──────── Record extracts

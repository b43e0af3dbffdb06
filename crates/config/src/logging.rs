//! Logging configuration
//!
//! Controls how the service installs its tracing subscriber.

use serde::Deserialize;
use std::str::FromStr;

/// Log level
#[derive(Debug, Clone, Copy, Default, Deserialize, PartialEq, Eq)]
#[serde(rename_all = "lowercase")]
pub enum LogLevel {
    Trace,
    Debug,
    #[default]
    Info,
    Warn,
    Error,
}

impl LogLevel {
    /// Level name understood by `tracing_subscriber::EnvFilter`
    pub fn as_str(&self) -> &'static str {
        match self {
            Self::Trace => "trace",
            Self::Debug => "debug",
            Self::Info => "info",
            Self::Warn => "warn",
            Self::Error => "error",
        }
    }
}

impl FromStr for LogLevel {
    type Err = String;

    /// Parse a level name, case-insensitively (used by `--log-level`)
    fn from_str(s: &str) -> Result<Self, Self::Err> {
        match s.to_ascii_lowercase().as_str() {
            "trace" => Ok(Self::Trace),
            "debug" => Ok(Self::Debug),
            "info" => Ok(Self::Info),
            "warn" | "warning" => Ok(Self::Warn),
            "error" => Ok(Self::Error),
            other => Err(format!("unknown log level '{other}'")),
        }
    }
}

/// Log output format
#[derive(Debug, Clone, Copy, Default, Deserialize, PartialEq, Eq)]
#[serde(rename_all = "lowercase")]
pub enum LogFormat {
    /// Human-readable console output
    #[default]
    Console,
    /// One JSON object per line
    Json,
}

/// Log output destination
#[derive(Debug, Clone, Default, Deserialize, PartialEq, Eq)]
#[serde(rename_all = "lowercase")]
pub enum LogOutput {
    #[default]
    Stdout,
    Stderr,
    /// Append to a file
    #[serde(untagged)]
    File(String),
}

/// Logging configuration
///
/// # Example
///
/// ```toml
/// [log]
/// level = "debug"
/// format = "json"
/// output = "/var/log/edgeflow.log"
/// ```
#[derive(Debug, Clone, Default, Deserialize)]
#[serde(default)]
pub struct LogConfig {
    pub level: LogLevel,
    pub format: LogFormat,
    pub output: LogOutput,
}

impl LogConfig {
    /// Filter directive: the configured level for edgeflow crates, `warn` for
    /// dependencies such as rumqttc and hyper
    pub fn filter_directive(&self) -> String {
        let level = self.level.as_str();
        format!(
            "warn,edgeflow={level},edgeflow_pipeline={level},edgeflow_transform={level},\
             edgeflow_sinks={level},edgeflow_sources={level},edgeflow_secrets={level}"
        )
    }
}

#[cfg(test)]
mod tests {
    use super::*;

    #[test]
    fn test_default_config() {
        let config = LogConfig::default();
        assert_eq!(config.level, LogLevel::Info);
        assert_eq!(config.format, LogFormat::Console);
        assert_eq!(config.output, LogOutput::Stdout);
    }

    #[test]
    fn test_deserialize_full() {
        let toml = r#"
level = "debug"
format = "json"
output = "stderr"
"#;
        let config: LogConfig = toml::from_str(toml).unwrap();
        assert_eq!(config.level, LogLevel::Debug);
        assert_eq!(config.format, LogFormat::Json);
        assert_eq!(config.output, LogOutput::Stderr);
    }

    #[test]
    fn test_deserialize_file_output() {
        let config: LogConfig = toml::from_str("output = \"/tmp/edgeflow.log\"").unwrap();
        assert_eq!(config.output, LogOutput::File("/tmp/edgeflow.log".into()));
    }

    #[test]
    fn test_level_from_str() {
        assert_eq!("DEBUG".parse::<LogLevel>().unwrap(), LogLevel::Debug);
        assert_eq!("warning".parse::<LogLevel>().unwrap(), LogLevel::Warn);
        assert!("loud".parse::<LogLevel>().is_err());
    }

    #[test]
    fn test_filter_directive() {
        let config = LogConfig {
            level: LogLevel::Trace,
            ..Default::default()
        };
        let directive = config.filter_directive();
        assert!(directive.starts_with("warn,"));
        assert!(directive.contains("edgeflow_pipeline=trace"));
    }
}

────────────────
──────── Record extracts

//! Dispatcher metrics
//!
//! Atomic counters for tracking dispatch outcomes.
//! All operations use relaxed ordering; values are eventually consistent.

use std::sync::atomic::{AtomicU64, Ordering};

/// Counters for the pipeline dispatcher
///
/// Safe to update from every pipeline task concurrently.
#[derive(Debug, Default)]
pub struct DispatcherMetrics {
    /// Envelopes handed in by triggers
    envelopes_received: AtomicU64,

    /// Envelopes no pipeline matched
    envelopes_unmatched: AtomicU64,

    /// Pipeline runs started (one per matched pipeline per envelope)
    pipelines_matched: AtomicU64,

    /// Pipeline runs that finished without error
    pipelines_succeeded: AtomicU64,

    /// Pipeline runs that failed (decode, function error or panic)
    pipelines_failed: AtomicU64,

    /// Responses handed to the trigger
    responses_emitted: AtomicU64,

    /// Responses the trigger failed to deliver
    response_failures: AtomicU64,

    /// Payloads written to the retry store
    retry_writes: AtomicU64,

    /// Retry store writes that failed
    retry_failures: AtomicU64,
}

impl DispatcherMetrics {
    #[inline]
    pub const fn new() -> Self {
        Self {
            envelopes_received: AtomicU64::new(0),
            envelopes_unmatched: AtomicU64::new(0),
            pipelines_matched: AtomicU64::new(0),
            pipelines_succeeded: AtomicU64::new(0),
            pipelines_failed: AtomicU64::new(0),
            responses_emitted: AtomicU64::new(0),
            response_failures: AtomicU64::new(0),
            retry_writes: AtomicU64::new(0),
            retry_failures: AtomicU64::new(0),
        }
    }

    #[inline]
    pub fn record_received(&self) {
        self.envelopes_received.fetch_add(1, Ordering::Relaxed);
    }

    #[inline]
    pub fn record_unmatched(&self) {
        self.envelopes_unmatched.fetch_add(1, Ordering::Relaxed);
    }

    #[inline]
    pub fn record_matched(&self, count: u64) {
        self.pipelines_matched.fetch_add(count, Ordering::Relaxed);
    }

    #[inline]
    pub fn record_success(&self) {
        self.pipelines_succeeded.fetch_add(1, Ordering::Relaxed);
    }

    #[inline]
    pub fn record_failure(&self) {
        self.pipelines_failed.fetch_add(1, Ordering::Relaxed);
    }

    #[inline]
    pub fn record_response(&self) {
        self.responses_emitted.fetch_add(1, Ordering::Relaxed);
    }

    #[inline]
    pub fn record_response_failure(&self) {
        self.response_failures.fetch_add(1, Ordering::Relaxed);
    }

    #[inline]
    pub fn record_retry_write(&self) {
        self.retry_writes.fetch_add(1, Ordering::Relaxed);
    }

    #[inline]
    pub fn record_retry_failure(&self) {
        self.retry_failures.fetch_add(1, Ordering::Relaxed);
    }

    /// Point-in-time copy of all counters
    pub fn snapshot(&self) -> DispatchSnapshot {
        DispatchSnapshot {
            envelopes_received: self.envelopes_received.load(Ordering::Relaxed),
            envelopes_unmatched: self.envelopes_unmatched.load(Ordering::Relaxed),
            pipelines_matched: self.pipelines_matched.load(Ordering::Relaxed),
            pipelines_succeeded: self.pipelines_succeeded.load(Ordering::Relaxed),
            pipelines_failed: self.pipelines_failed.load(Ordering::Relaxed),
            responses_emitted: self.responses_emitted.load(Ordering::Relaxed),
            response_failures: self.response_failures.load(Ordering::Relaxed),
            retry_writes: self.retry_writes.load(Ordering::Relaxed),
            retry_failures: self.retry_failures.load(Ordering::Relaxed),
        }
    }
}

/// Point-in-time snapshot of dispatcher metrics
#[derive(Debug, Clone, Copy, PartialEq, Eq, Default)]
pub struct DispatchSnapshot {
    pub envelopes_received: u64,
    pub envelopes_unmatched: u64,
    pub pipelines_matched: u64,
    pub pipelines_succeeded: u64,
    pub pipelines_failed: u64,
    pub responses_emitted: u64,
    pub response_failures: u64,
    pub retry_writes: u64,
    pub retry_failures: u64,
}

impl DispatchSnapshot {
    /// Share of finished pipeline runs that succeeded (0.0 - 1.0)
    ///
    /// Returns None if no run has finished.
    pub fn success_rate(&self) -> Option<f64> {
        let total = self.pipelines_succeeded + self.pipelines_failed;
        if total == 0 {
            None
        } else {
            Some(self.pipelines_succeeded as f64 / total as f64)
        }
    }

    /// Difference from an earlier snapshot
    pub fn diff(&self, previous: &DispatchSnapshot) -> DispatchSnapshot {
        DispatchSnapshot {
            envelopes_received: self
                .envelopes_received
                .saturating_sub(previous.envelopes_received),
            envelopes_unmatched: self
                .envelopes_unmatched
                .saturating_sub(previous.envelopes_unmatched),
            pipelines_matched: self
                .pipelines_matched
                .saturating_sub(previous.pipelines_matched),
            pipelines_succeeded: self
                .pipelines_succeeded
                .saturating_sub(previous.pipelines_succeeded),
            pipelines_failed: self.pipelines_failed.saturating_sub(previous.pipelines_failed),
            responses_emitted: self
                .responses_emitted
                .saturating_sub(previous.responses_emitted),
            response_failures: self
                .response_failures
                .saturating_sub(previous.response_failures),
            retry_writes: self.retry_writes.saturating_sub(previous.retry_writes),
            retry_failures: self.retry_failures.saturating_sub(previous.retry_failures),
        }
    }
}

────────────────

_Assignment_.
How many lines in these records hold the string "unwrap"? Reply with the number alone.

_Output for this task_.
4